Os indivíduos jovens e os de famílias pobres obtêm mais açúcar de refrigerantes consumidos imediatamente, tornando-os mais afetados pelo imposto sobre refrigerantes. As estimativas mostraram que consumidores de 13 a 21 anos reduzem, em média, 280g de açúcar e têm uma variação compensatória de £ 4,94. Jovens e indivíduos em lares de baixa renda são mais impactados pelo imposto e apresentam maiores reduções no consumo de açúcar. Indivíduos com alta ingestão de açúcar na dieta apresentaram respostas menores, tanto em termos absolutos quanto percentuais.

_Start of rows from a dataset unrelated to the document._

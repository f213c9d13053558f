//! Plan builder: layers the combined dependency graph into ordered batches.

use super::model::Pipeline;
use super::validation::ValidatedPipeline;
use crate::core::{Capability, NodeRef};
use crate::errors::PlanningInvariantError;
use sha2::{Digest, Sha256};
use std::collections::{HashMap, HashSet};
use std::sync::Arc;

/// A set of nodes with no ordering constraint among them.
#[derive(Debug, Clone, PartialEq, Eq)]
pub struct PlanBatch {
    /// Position in the plan.
    pub index: usize,
    /// Nodes in declaration order.
    pub nodes: Vec<NodeRef>,
}

/// Scheduling facts about one node.
#[derive(Debug, Clone, PartialEq, Eq)]
pub struct PlannedNode {
    /// The node.
    pub node: NodeRef,
    /// Batch the node runs in.
    pub batch: usize,
    /// Capability that executes it.
    pub capability: Capability,
    /// Hard requirements that must have succeeded.
    pub requires: Vec<NodeRef>,
    /// Stage whose completion gates this action.
    pub gated_by: Option<String>,
}

/// Ordered batches computed from a validated pipeline.
#[derive(Debug, Clone)]
pub struct ExecutionPlan {
    pipeline: Arc<Pipeline>,
    batches: Vec<PlanBatch>,
    nodes: HashMap<NodeRef, PlannedNode>,
    edges: Vec<(NodeRef, NodeRef)>,
    fingerprint: String,
}

impl ExecutionPlan {
    /// The planned pipeline.
    #[must_use]
    pub fn pipeline(&self) -> &Pipeline {
        &self.pipeline
    }

    /// Shared handle to the planned pipeline.
    #[must_use]
    pub fn shared_pipeline(&self) -> Arc<Pipeline> {
        Arc::clone(&self.pipeline)
    }

    /// Batches in execution order.
    #[must_use]
    pub fn batches(&self) -> &[PlanBatch] {
        &self.batches
    }

    /// Scheduling facts for a node.
    #[must_use]
    pub fn node(&self, node: &NodeRef) -> Option<&PlannedNode> {
        self.nodes.get(node)
    }

    /// Every ordering edge `(before, after)`, stage edges included.
    #[must_use]
    pub fn edges(&self) -> &[(NodeRef, NodeRef)] {
        &self.edges
    }

    /// Batch index of a node.
    #[must_use]
    pub fn batch_of(&self, node: &NodeRef) -> Option<usize> {
        self.nodes.get(node).map(|n| n.batch)
    }

    /// All nodes, batch by batch.
    pub fn topological_order(&self) -> impl Iterator<Item = &NodeRef> {
        self.batches.iter().flat_map(|b| b.nodes.iter())
    }

    /// Hex SHA-256 over the batch layout.
    #[must_use]
    pub fn fingerprint(&self) -> &str {
        &self.fingerprint
    }

    /// Number of planned nodes.
    #[must_use]
    pub fn len(&self) -> usize {
        self.nodes.len()
    }

    /// Returns true if nothing is planned.
    #[must_use]
    pub fn is_empty(&self) -> bool {
        self.nodes.is_empty()
    }
}

/// Builds the execution plan of a validated pipeline.
///
/// Edges are the hard requirements of every node plus stage-order edges from
/// each action of a non-empty stage to each action of the next non-empty
/// stage. Batches are extracted by in-degree; ties keep declaration order.
///
/// # Errors
///
/// Returns [`PlanningInvariantError`] if extraction stalls, which validation
/// should have made impossible.
pub fn build_plan(validated: &ValidatedPipeline) -> Result<ExecutionPlan, PlanningInvariantError> {
    let pipeline = validated.shared();
    let order = pipeline.nodes_in_declaration_order();
    let index: HashMap<&NodeRef, usize> = order.iter().enumerate().map(|(i, n)| (n, i)).collect();

    let mut requires: Vec<Vec<NodeRef>> = Vec::with_capacity(order.len());
    let mut edge_set: HashSet<(usize, usize)> = HashSet::new();
    let mut edges: Vec<(usize, usize)> = Vec::new();
    let mut add_edge = |from: usize, to: usize| {
        if edge_set.insert((from, to)) {
            edges.push((from, to));
        }
    };

    for (to, node) in order.iter().enumerate() {
        let required = pipeline.requirements(node);
        for req in &required {
            if let Some(&from) = index.get(req) {
                add_edge(from, to);
            }
        }
        requires.push(required);
    }

    let non_empty: Vec<_> = pipeline.stages().iter().filter(|s| !s.actions.is_empty()).collect();
    for pair in non_empty.windows(2) {
        for before in &pair[0].actions {
            for after in &pair[1].actions {
                let (Some(&from), Some(&to)) = (
                    index.get(&NodeRef::action(before)),
                    index.get(&NodeRef::action(after)),
                ) else {
                    continue;
                };
                add_edge(from, to);
            }
        }
    }

    let levels = layer(&order, &edges)?;

    let mut nodes = HashMap::with_capacity(order.len());
    let mut batches = Vec::with_capacity(levels.len());
    for (batch, level) in levels.iter().enumerate() {
        for &i in level {
            let node = &order[i];
            let capability = pipeline.capability_of(node).unwrap_or(Capability::Provision);
            let gated_by = match node {
                NodeRef::Action(name) => pipeline.gating_stage(name).map(|s| s.name.clone()),
                NodeRef::Resource(_) => None,
            };
            nodes.insert(
                node.clone(),
                PlannedNode {
                    node: node.clone(),
                    batch,
                    capability,
                    requires: requires[i].clone(),
                    gated_by,
                },
            );
        }
        batches.push(PlanBatch {
            index: batch,
            nodes: level.iter().map(|&i| order[i].clone()).collect(),
        });
    }

    let fingerprint = fingerprint(pipeline.name(), &batches);
    tracing::info!(
        pipeline = %pipeline.name(),
        batches = batches.len(),
        nodes = nodes.len(),
        fingerprint = %fingerprint,
        "Built execution plan"
    );

    Ok(ExecutionPlan {
        edges: edges
            .iter()
            .map(|&(from, to)| (order[from].clone(), order[to].clone()))
            .collect(),
        pipeline,
        batches,
        nodes,
        fingerprint,
    })
}

/// Kahn extraction by levels over indexed nodes. Each level is sorted by
/// index, which is declaration order.
fn layer(nodes: &[NodeRef], edges: &[(usize, usize)]) -> Result<Vec<Vec<usize>>, PlanningInvariantError> {
    let mut in_degree = vec![0usize; nodes.len()];
    let mut successors: Vec<Vec<usize>> = vec![Vec::new(); nodes.len()];
    for &(from, to) in edges {
        successors[from].push(to);
        in_degree[to] += 1;
    }

    let mut levels = Vec::new();
    let mut placed = 0;
    let mut current: Vec<usize> = (0..nodes.len()).filter(|&i| in_degree[i] == 0).collect();
    while !current.is_empty() {
        let mut next = Vec::new();
        for &node in &current {
            for &succ in &successors[node] {
                in_degree[succ] -= 1;
                if in_degree[succ] == 0 {
                    next.push(succ);
                }
            }
        }
        next.sort_unstable();
        placed += current.len();
        levels.push(current);
        current = next;
    }

    if placed < nodes.len() {
        let remaining = (0..nodes.len())
            .filter(|&i| in_degree[i] > 0)
            .map(|i| nodes[i].clone())
            .collect();
        return Err(PlanningInvariantError::new("topological extraction stalled", remaining));
    }
    Ok(levels)
}

fn fingerprint(pipeline: &str, batches: &[PlanBatch]) -> String {
    let mut hasher = Sha256::new();
    hasher.update(pipeline.as_bytes());
    for batch in batches {
        hasher.update(format!("\n{}:", batch.index).as_bytes());
        for node in &batch.nodes {
            hasher.update(node.to_string().as_bytes());
            hasher.update(b",");
        }
    }
    hex::encode(hasher.finalize())
}

#[cfg(test)]
mod tests {
    use super::*;
    use crate::core::ResourceKind;
    use crate::pipeline::{ActionSpec, PipelineBuilder, ResourceNode};
    use pretty_assertions::assert_eq;

    fn validated(builder: PipelineBuilder) -> ValidatedPipeline {
        ValidatedPipeline::new(builder.build()).unwrap()
    }

    fn three_stage() -> PipelineBuilder {
        let mut builder = PipelineBuilder::new("three");
        builder.add_stage("Source").unwrap();
        builder.add_stage("Build").unwrap();
        builder.add_stage("Deploy").unwrap();
        builder
            .add_action("Source", ActionSpec::source("Fetch").output("SourceOutput"))
            .unwrap();
        builder
            .add_action(
                "Build",
                ActionSpec::build("Compile").input("SourceOutput").output("buildOutput"),
            )
            .unwrap();
        builder
            .add_action("Deploy", ActionSpec::deploy("Release").input("buildOutput"))
            .unwrap();
        builder
    }

    #[test]
    fn test_three_stage_plan_has_three_batches() {
        let plan = build_plan(&validated(three_stage())).unwrap();
        let layout: Vec<Vec<String>> = plan
            .batches()
            .iter()
            .map(|b| b.nodes.iter().map(ToString::to_string).collect())
            .collect();
        assert_eq!(
            layout,
            vec![
                vec!["action:Fetch".to_string()],
                vec!["action:Compile".to_string()],
                vec!["action:Release".to_string()],
            ]
        );
        assert_eq!(
            plan.node(&NodeRef::action("Release")).unwrap().gated_by.as_deref(),
            Some("Build")
        );
    }

    #[test]
    fn test_ties_broken_by_declaration_order() {
        let mut builder = PipelineBuilder::new("ties");
        builder.add_resource(ResourceNode::new("Zeta", ResourceKind::Generic)).unwrap();
        builder.add_resource(ResourceNode::new("Alpha", ResourceKind::Generic)).unwrap();
        builder.add_stage("Source").unwrap();
        builder.add_action("Source", ActionSpec::source("B").output("b")).unwrap();
        builder.add_action("Source", ActionSpec::source("A").output("a")).unwrap();
        let plan = build_plan(&validated(builder)).unwrap();

        assert_eq!(
            plan.batches()[0].nodes,
            vec![
                NodeRef::resource("Zeta"),
                NodeRef::resource("Alpha"),
                NodeRef::action("B"),
                NodeRef::action("A"),
            ]
        );
    }

    #[test]
    fn test_resources_ordered_before_dependents() {
        let mut builder = PipelineBuilder::new("res");
        builder.add_resource(ResourceNode::new("Bucket", ResourceKind::Bucket)).unwrap();
        builder.add_resource(ResourceNode::new("BundleWrite", ResourceKind::StorageWrite)).unwrap();
        builder.add_resource(ResourceNode::new("Version", ResourceKind::ApplicationVersion)).unwrap();
        builder.add_dependency("BundleWrite", "Bucket").unwrap();
        builder.add_stage("Build").unwrap();
        builder.add_stage("Deploy").unwrap();
        builder
            .add_action("Build", ActionSpec::build("Package").output_stored_in("Bundle", "BundleWrite"))
            .unwrap();
        builder
            .add_action("Deploy", ActionSpec::deploy("Release").input("Bundle").resource("Version"))
            .unwrap();
        let plan = build_plan(&validated(builder)).unwrap();

        assert_eq!(plan.batch_of(&NodeRef::resource("Bucket")), Some(0));
        assert_eq!(plan.batch_of(&NodeRef::resource("BundleWrite")), Some(1));
        assert_eq!(plan.batch_of(&NodeRef::resource("Version")), Some(2));
        assert_eq!(plan.batch_of(&NodeRef::action("Package")), Some(2));
        assert_eq!(plan.batch_of(&NodeRef::action("Release")), Some(3));
        for (before, after) in plan.edges() {
            assert!(plan.batch_of(before) < plan.batch_of(after), "{before} -> {after}");
        }
    }

    #[test]
    fn test_fingerprint_stable_across_rebuilds() {
        let first = validated(three_stage());
        let plan = build_plan(&first).unwrap();
        let rebuilt = validated(first.pipeline().to_builder());
        let again = build_plan(&rebuilt).unwrap();

        assert_eq!(plan.fingerprint(), again.fingerprint());
        assert_eq!(plan.fingerprint().len(), 64);
    }

    #[test]
    fn test_layer_stalls_on_cycle() {
        let nodes = vec![NodeRef::action("a"), NodeRef::action("b"), NodeRef::action("c")];
        let err = layer(&nodes, &[(0, 1), (1, 2), (2, 1)]).unwrap_err();
        assert_eq!(err.remaining, vec![NodeRef::action("b"), NodeRef::action("c")]);
    }

    #[test]
    fn test_layer_levels() {
        let nodes = vec![NodeRef::action("a"), NodeRef::action("b"), NodeRef::action("c")];
        assert_eq!(layer(&nodes, &[(2, 0), (2, 1)]).unwrap(), vec![vec![2], vec![0, 1]]);
    }
}
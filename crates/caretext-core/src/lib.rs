// SPDX-License-Identifier: AGPL-3.0-or-later
//! CareText Core - markdown-subset response formatter
//!
//! This crate provides:
//! - `FormattedBlock`, the classified, markup-ready output unit
//! - `format`, which turns backend free text into an ordered block sequence
//! - `format_html`, the concatenated rendition the display surfaces inject

pub mod blocks;
pub mod formatter;

pub use blocks::{BlockKind, FormattedBlock};
pub use formatter::{escape, format, format_html, BULLET_MARKERS};
// SPDX-License-Identifier: AGPL-3.0-or-later
//! Results-region fragments for the symptom, summary and medication surfaces

use caretext_compose::schema::{DrugInfoReply, RecordSummaryReply, SymptomCheckReply};
use caretext_core::{escape, format_html};
use tracing::debug;

/// Build the symptom-analysis results fragment.
pub fn symptom_results_html(reply: &SymptomCheckReply) -> String {
    debug!(
        symptoms = reply.analysis.found_symptoms.len(),
        emergency = reply.analysis.is_emergency,
        "rendering symptom results"
    );

    let mut html = String::from("<h3>Analysis Results</h3>");

    if reply.analysis.is_emergency {
        html.push_str(
            "<div class=\"emergency-alert-small\">\
             <strong>EMERGENCY DETECTED</strong> - Seek immediate medical attention!\
             </div>",
        );
    }

    html.push_str(&format!(
        "<div class=\"analysis-content\">{}</div>",
        format_html(&reply.response)
    ));

    html.push_str(&format!(
        "<div class=\"recommendation\"><h4>Recommendation:</h4><p>{}</p></div>",
        escape(&reply.recommendation)
    ));

    html
}

/// Build the record-summary fragment: formatted summary text followed by
/// the structured-extraction sections.
pub fn summary_html(reply: &RecordSummaryReply) -> String {
    let extracted = &reply.extracted_data;
    debug!(
        allergies = extracted.allergies.len(),
        medications = extracted.medications.len(),
        conditions = extracted.conditions.len(),
        "rendering record summary"
    );

    let mut html = String::from("<h3>Medical Summary</h3>");

    html.push_str(&format!(
        "<div class=\"summary-text\">{}</div>",
        format_html(&reply.summary)
    ));

    html.push_str("<div class=\"structured-data\">");

    if !extracted.allergies.is_empty() {
        let badges: Vec<String> = extracted
            .allergies
            .iter()
            .map(|a| format!("<span class=\"badge\">{}</span>", escape(a)))
            .collect();
        html.push_str(&format!(
            "<div class=\"summary-item\"><h4>Allergies</h4>\
             <div class=\"summary-content alert-highlight\">{}</div></div>",
            badges.join(" ")
        ));
    }

    if !extracted.medications.is_empty() {
        let items: String = extracted
            .medications
            .iter()
            .map(|m| format!("<li>{}</li>", escape(m)))
            .collect();
        html.push_str(&format!(
            "<div class=\"summary-item\"><h4>Medications</h4>\
             <div class=\"summary-content\"><ul>{items}</ul></div></div>"
        ));
    }

    if !extracted.conditions.is_empty() {
        let spans: Vec<String> = extracted
            .conditions
            .iter()
            .map(|c| format!("<span class=\"condition\">{}</span>", escape(c)))
            .collect();
        html.push_str(&format!(
            "<div class=\"summary-item\"><h4>Conditions</h4>\
             <div class=\"summary-content\">{}</div></div>",
            spans.join(", ")
        ));
    }

    if !extracted.surgeries.is_empty() {
        let joined: Vec<String> = extracted
            .surgeries
            .iter()
            .map(|s| escape(s).into_owned())
            .collect();
        html.push_str(&format!(
            "<div class=\"summary-item\"><h4>Surgeries</h4>\
             <div class=\"summary-content\">{}</div></div>",
            joined.join(", ")
        ));
    }

    if !extracted.alerts.is_empty() {
        let joined: Vec<String> = extracted
            .alerts
            .iter()
            .map(|a| escape(a).into_owned())
            .collect();
        html.push_str(&format!(
            "<div class=\"summary-item\"><h4>Medical Alerts</h4>\
             <div class=\"summary-content alert-highlight\">{}</div></div>",
            joined.join("<br>")
        ));
    }

    if extracted.is_empty() {
        html.push_str(
            "<div class=\"alert-highlight\">No specific medical information was extracted. \
             Try using terms like \"allergies to\", \"taking medication\", \"history of\".</div>",
        );
    }

    html.push_str("</div>");
    html
}

/// Build the medication-info fragment.
pub fn drug_info_html(reply: &DrugInfoReply) -> String {
    debug!(drug = %reply.drug_name, found = reply.found_in_db, "rendering drug info");

    let mut html = format!(
        "<h3>{} Information</h3>",
        escape(&reply.drug_name.to_uppercase())
    );

    if !reply.found_in_db {
        html.push_str(
            "<div class=\"warning\">This medication is not in our database.</div>",
        );
    }

    html.push_str(&format!(
        "<div class=\"drug-content\">{}</div>",
        format_html(&reply.information)
    ));

    html
}

/// Shared error notice for any results region.
pub fn error_box(message: &str) -> String {
    format!("<div class=\"error\">Error: {}</div>", escape(message))
}

#[cfg(test)]
mod tests {
    use super::*;
    use caretext_compose::schema::{ExtractedData, SymptomAnalysis};
    use pretty_assertions::assert_eq;

    fn check_reply(emergency: bool) -> SymptomCheckReply {
        SymptomCheckReply {
            analysis: SymptomAnalysis {
                is_emergency: emergency,
                ..SymptomAnalysis::default()
            },
            response: "**When to see a doctor:**\n• If symptoms worsen".to_string(),
            recommendation: "Monitor".to_string(),
        }
    }

    #[test]
    fn test_symptom_results_structure() {
        let html = symptom_results_html(&check_reply(false));
        assert!(html.starts_with("<h3>Analysis Results</h3>"));
        assert!(!html.contains("emergency-alert-small"));
        assert!(html.contains(
            "<div class=\"analysis-content\">\
             <p><strong>When to see a doctor:</strong><br>• If symptoms worsen</p></div>"
        ));
        assert!(html.ends_with(
            "<div class=\"recommendation\"><h4>Recommendation:</h4><p>Monitor</p></div>"
        ));
    }

    #[test]
    fn test_symptom_results_emergency_alert() {
        let html = symptom_results_html(&check_reply(true));
        assert!(html.contains("emergency-alert-small"));
    }

    #[test]
    fn test_summary_sections_render_only_when_populated() {
        let reply = RecordSummaryReply {
            summary: "📋 **Medical Record Summary**".to_string(),
            extracted_data: ExtractedData {
                allergies: vec!["penicillin".to_string()],
                medications: vec!["metformin".to_string(), "lisinopril".to_string()],
                ..ExtractedData::default()
            },
        };
        let html = summary_html(&reply);

        assert!(html.contains(
            "<div class=\"summary-text\">\
             <p class=\"bullet-list\">📋 <strong>Medical Record Summary</strong></p></div>"
        ));
        assert!(html.contains("<span class=\"badge\">penicillin</span>"));
        assert!(html.contains("<ul><li>metformin</li><li>lisinopril</li></ul>"));
        assert!(!html.contains("<h4>Conditions</h4>"));
        assert!(!html.contains("<h4>Surgeries</h4>"));
        assert!(!html.contains("No specific medical information"));
    }

    #[test]
    fn test_summary_alerts_join_with_breaks() {
        let reply = RecordSummaryReply {
            summary: String::new(),
            extracted_data: ExtractedData {
                conditions: vec!["asthma".to_string()],
                alerts: vec!["Allergies: dust".to_string(), "Check inhaler".to_string()],
                ..ExtractedData::default()
            },
        };
        let html = summary_html(&reply);
        assert!(html.contains("Allergies: dust<br>Check inhaler"));
    }

    #[test]
    fn test_summary_empty_extraction_notice() {
        let reply = RecordSummaryReply {
            summary: "nothing".to_string(),
            extracted_data: ExtractedData::default(),
        };
        let html = summary_html(&reply);
        assert!(html.contains("No specific medical information was extracted."));
    }

    #[test]
    fn test_summary_values_are_escaped() {
        let reply = RecordSummaryReply {
            summary: String::new(),
            extracted_data: ExtractedData {
                allergies: vec!["<b>peanuts".to_string()],
                ..ExtractedData::default()
            },
        };
        let html = summary_html(&reply);
        assert!(html.contains("<span class=\"badge\">&lt;b&gt;peanuts</span>"));
    }

    #[test]
    fn test_drug_info_not_found_warning() {
        let reply = DrugInfoReply {
            drug_name: "obscurol".to_string(),
            information: "Information for obscurol not found in database.".to_string(),
            found_in_db: false,
        };
        let html = drug_info_html(&reply);
        assert!(html.starts_with("<h3>OBSCUROL Information</h3>"));
        assert!(html.contains("not in our database"));
    }

    #[test]
    fn test_drug_info_found_skips_warning() {
        let reply = DrugInfoReply {
            drug_name: "tylenol".to_string(),
            information: "**Tylenol (acetaminophen)**".to_string(),
            found_in_db: true,
        };
        let html = drug_info_html(&reply);
        assert!(!html.contains("not in our database"));
        assert!(html.contains("<strong>Tylenol (acetaminophen)</strong>"));
    }

    #[test]
    fn test_error_box_escapes_message() {
        assert_eq!(
            error_box("boom & <crash>"),
            "<div class=\"error\">Error: boom &amp; &lt;crash&gt;</div>"
        );
    }
}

Este artigo investigou o impacto da taxa sobre bebidas açucaradas Soft Drinks Industry Levy do Reino Unido sobre o consumo de açúcar em situações de consumo imediato. Para tal, foi conduzida uma análise utilizando dados sobre o padrão de consumo imediato diário dos indivíduos, considerando a reação dos consumidores a mudanças no preço provocadas pelo tributo.
As evidências deste estudo destacaram que os consumidores são moderadamente sensíveis ao aumento de preço devido ao imposto. A implementação do imposto resultou em uma redução significativa no consumo de açúcar, especialmente entre jovens e indivíduos de baixa renda, ressaltando a eficácia do imposto em atingir esses grupos específicos. Além disso, o estudo destacou a importância das preferências de consumo e substituição por bebidas não taxadas na determinação da resposta dos consumidores. O desenho dessa política revela como a estrutura de preços pode induzir mudanças de consumo saudáveis, contribuindo para a redução da ingestão de açúcar e melhorando a saúde pública a longo prazo.
Referências
DUBOIS, P.; GRIFFITH, R.; O’CONNELL, M. How Well Targeted Are Soda Taxes? American Economic Review, v. 110, n. 11, p. 3661–3704, 1 nov. 2020.